- What is needed: Of the records that follow, copy only the lines from the line containing "a live stream." to the line containing "interleaved engine output.", both included, exactly as written.

(Dataset entries)
-- Opening Marker --

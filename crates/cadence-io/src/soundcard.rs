//! Output devices the engine plays into.
//!
//! The engine hands a soundcard one buffer of interleaved f32 samples per
//! tic through [`Soundcard::play`], then calls [`Soundcard::tic`] to account
//! for the cycle. [`OfflineSoundcard`] keeps everything in memory for
//! rendering to a file; [`CpalSoundcard`] queues buffers to a live stream.

use crate::backend::{AudioBackend, BackendStreamConfig, StreamHandle};
use crate::wav::{WavSpec, write_wav};
use crate::{Error, Result};
use cadence_core::{SampleFormat, SharedSignal};
use crossbeam_channel::{Receiver, Sender, bounded};
use std::path::Path;
use std::sync::Arc;
use std::sync::atomic::{AtomicU64, Ordering};
use std::time::Duration;

/// Buffers queued between the engine and a live device.
const QUEUE_DEPTH: usize = 4;

/// How long `play` waits for the device before giving up.
const PLAY_TIMEOUT: Duration = Duration::from_secs(1);

/// A sink for interleaved engine output.
pub trait Soundcard: Send {
    /// Sample rate in Hz.
    fn samplerate(&self) -> u32;

    /// Frames per buffer.
    fn buffer_size(&self) -> usize;

    /// Interleaved channels.
    fn channels(&self) -> usize;

    /// Storage format the output is rendered in.
    fn format(&self) -> SampleFormat;

    /// Queue one buffer of interleaved samples.
    fn play(&mut self, interleaved: &[f32]) -> Result<()>;

    /// Finish the current cycle.
    fn tic(&mut self) -> Result<()>;
}

fn check_layout(len: usize, channels: usize) -> Result<()> {
    if channels == 0 || len % channels != 0 {
        return Err(Error::Layout { len, channels });
    }
    Ok(())
}

/// Interleave the current buffer of each line's signal into `out`.
///
/// Line `i` lands in channel `i`. Each consumed buffer is zeroed so the
/// next tic mixes into silence. `out` is cleared first.
pub fn interleave_lines(lines: &[SharedSignal], out: &mut [f32]) {
    out.fill(0.0);
    let stride = lines.len();
    for (channel, line) in lines.iter().enumerate() {
        let mut line = line.lock();
        if let Some(buffer) = line.current_buffer_mut() {
            buffer.write_interleaved(out, channel, stride);
            buffer.clear();
        }
    }
}

// --- Offline ---

/// Collects played buffers in memory.
#[derive(Debug, Clone)]
pub struct OfflineSoundcard {
    samplerate: u32,
    buffer_size: usize,
    channels: usize,
    format: SampleFormat,
    samples: Vec<f32>,
    tics: u64,
}

impl OfflineSoundcard {
    /// Create an empty offline card.
    pub fn new(samplerate: u32, buffer_size: usize, channels: usize, format: SampleFormat) -> Self {
        Self {
            samplerate,
            buffer_size,
            channels,
            format,
            samples: Vec::new(),
            tics: 0,
        }
    }

    /// Everything played so far, interleaved.
    pub fn samples(&self) -> &[f32] {
        &self.samples
    }

    /// Frames played so far.
    pub fn frames(&self) -> usize {
        self.samples.len() / self.channels.max(1)
    }

    /// Cycles completed.
    pub fn tics(&self) -> u64 {
        self.tics
    }

    /// Write the collected audio, at the depth of the card's format.
    pub fn write_wav<P: AsRef<Path>>(&self, path: P) -> Result<()> {
        let spec = WavSpec::for_format(self.format, self.channels as u16, self.samplerate);
        write_wav(path, &self.samples, spec)
    }
}

impl Soundcard for OfflineSoundcard {
    fn samplerate(&self) -> u32 {
        self.samplerate
    }

    fn buffer_size(&self) -> usize {
        self.buffer_size
    }

    fn channels(&self) -> usize {
        self.channels
    }

    fn format(&self) -> SampleFormat {
        self.format
    }

    fn play(&mut self, interleaved: &[f32]) -> Result<()> {
        check_layout(interleaved.len(), self.channels)?;
        self.samples.extend_from_slice(interleaved);
        Ok(())
    }

    fn tic(&mut self) -> Result<()> {
        self.tics += 1;
        Ok(())
    }
}

// --- Live ---

/// Feeds a live output stream through a short buffer queue.
///
/// `play` blocks while the queue is full, which paces the engine to the
/// device clock. The device callback plays silence when the queue runs dry
/// and counts the underrun.
pub struct CpalSoundcard {
    samplerate: u32,
    buffer_size: usize,
    channels: usize,
    format: SampleFormat,
    queue: Sender<Vec<f32>>,
    spent: Receiver<Vec<f32>>,
    underruns: Arc<AtomicU64>,
    reported_underruns: u64,
    _stream: StreamHandle,
}

impl std::fmt::Debug for CpalSoundcard {
    fn fmt(&self, f: &mut std::fmt::Formatter<'_>) -> std::fmt::Result {
        f.debug_struct("CpalSoundcard")
            .field("samplerate", &self.samplerate)
            .field("buffer_size", &self.buffer_size)
            .field("channels", &self.channels)
            .field("underruns", &self.underruns.load(Ordering::Relaxed))
            .finish_non_exhaustive()
    }
}

impl CpalSoundcard {
    /// Open an output stream on `backend`.
    pub fn open(backend: &dyn AudioBackend, config: &BackendStreamConfig, format: SampleFormat) -> Result<Self> {
        let (queue, source) = bounded::<Vec<f32>>(QUEUE_DEPTH);
        let (recycle, spent) = bounded::<Vec<f32>>(QUEUE_DEPTH * 2);
        let underruns = Arc::new(AtomicU64::new(0));
        let counter = Arc::clone(&underruns);

        let mut current: Option<Vec<f32>> = None;
        let mut pos = 0;
        let callback = Box::new(move |out: &mut [f32]| {
            let mut written = 0;
            while written < out.len() {
                if current.as_ref().is_none_or(|buf| pos >= buf.len()) {
                    if let Some(done) = current.take() {
                        let _ = recycle.try_send(done);
                    }
                    pos = 0;
                    match source.try_recv() {
                        Ok(next) => current = Some(next),
                        Err(_) => {
                            out[written..].fill(0.0);
                            counter.fetch_add(1, Ordering::Relaxed);
                            return;
                        }
                    }
                }
                if let Some(buf) = current.as_ref() {
                    let n = (buf.len() - pos).min(out.len() - written);
                    out[written..written + n].copy_from_slice(&buf[pos..pos + n]);
                    pos += n;
                    written += n;
                }
            }
        });
        let error_callback = Box::new(|message: &str| {
            tracing::error!(error = message, "output stream error");
        });

        let stream = backend.build_output_stream(config, callback, error_callback)?;
        Ok(Self {
            samplerate: backend.actual_sample_rate(config),
            buffer_size: config.buffer_size as usize,
            channels: usize::from(config.channels),
            format,
            queue,
            spent,
            underruns,
            reported_underruns: 0,
            _stream: stream,
        })
    }

    /// Device callbacks that found the queue empty.
    pub fn underruns(&self) -> u64 {
        self.underruns.load(Ordering::Relaxed)
    }
}

impl Soundcard for CpalSoundcard {
    fn samplerate(&self) -> u32 {
        self.samplerate
    }

    fn buffer_size(&self) -> usize {
        self.buffer_size
    }

    fn channels(&self) -> usize {
        self.channels
    }

    fn format(&self) -> SampleFormat {
        self.format
    }

    fn play(&mut self, interleaved: &[f32]) -> Result<()> {
        check_layout(interleaved.len(), self.channels)?;
        let mut buffer = self.spent.try_recv().unwrap_or_default();
        buffer.clear();
        buffer.extend_from_slice(interleaved);
        self.queue
            .send_timeout(buffer, PLAY_TIMEOUT)
            .map_err(|e| Error::Stream(format!("output stalled: {e}")))
    }

    fn tic(&mut self) -> Result<()> {
        let underruns = self.underruns();
        if underruns > self.reported_underruns {
            tracing::warn!(total = underruns, new = underruns - self.reported_underruns, "output underrun");
            self.reported_underruns = underruns;
        }
        Ok(())
    }
}

#[cfg(test)]
mod tests {
    use super::*;
    use crate::AudioDevice;
    use crate::backend::{ErrorCallback, OutputCallback};
    use cadence_core::{AudioSignal, SampleBuffer};
    use std::sync::Mutex;

    #[test]
    fn offline_collects_interleaved() {
        let mut card = OfflineSoundcard::new(48000, 2, 2, SampleFormat::Signed16);
        card.play(&[0.1, 0.2, 0.3, 0.4]).unwrap();
        card.tic().unwrap();
        assert_eq!(card.frames(), 2);
        assert_eq!(card.tics(), 1);
        assert!(matches!(card.play(&[0.0; 3]), Err(Error::Layout { len: 3, channels: 2 })));
    }

    #[test]
    fn lines_interleave_and_clear() {
        let make = |value: f32| {
            let mut signal = AudioSignal::new(48000, 2, SampleFormat::Float);
            signal.stream_resize(1);
            *signal.buffer_mut(0).unwrap() = SampleBuffer::Float(vec![value; 2]);
            signal.into_shared()
        };
        let lines = [make(0.25), make(-0.5)];
        let mut out = vec![9.0; 4];
        interleave_lines(&lines, &mut out);
        assert_eq!(out, [0.25, -0.5, 0.25, -0.5]);
        assert_eq!(lines[0].lock().buffer(0), Some(&SampleBuffer::Float(vec![0.0; 2])));
    }

    /// Keeps the callback so the test can pull audio like a device would.
    struct ManualBackend {
        callback: Arc<Mutex<Option<OutputCallback>>>,
    }

    impl AudioBackend for ManualBackend {
        fn name(&self) -> &str {
            "manual"
        }

        fn list_devices(&self) -> Result<Vec<AudioDevice>> {
            Ok(Vec::new())
        }

        fn default_output_device(&self) -> Result<Option<AudioDevice>> {
            Ok(None)
        }

        fn build_output_stream(
            &self,
            _config: &BackendStreamConfig,
            callback: OutputCallback,
            _error_callback: ErrorCallback,
        ) -> Result<StreamHandle> {
            *self.callback.lock().unwrap() = Some(callback);
            Ok(StreamHandle::new(()))
        }
    }

    #[test]
    fn live_card_feeds_callback_and_counts_underruns() {
        let slot = Arc::new(Mutex::new(None));
        let backend = ManualBackend {
            callback: Arc::clone(&slot),
        };
        let config = BackendStreamConfig {
            buffer_size: 2,
            channels: 1,
            ..BackendStreamConfig::default()
        };
        let mut card = CpalSoundcard::open(&backend, &config, SampleFormat::Float).unwrap();
        card.play(&[0.5, 0.25]).unwrap();
        card.play(&[0.125, 0.0625]).unwrap();

        let mut guard = slot.lock().unwrap();
        let callback = guard.as_mut().unwrap();
        let mut out = [0.0; 3];
        callback(&mut out);
        assert_eq!(out, [0.5, 0.25, 0.125]);
        let mut out = [1.0; 3];
        callback(&mut out);
        assert_eq!(out, [0.0625, 0.0, 0.0]);
        drop(guard);

        assert_eq!(card.underruns(), 1);
        card.tic().unwrap();
    }
}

-- Closing Marker --

- Solution to the problem:
//! rendering to a file; [`CpalSoundcard`] queues buffers to a live stream.

use crate::backend::{AudioBackend, BackendStreamConfig, StreamHandle};
use crate::wav::{WavSpec, write_wav};
use crate::{Error, Result};
use cadence_core::{SampleFormat, SharedSignal};
use crossbeam_channel::{Receiver, Sender, bounded};
use std::path::Path;
use std::sync::Arc;
use std::sync::atomic::{AtomicU64, Ordering};
use std::time::Duration;

/// Buffers queued between the engine and a live device.
const QUEUE_DEPTH: usize = 4;

/// How long `play` waits for the device before giving up.
const PLAY_TIMEOUT: Duration = Duration::from_secs(1);

/// A sink for interleaved engine output.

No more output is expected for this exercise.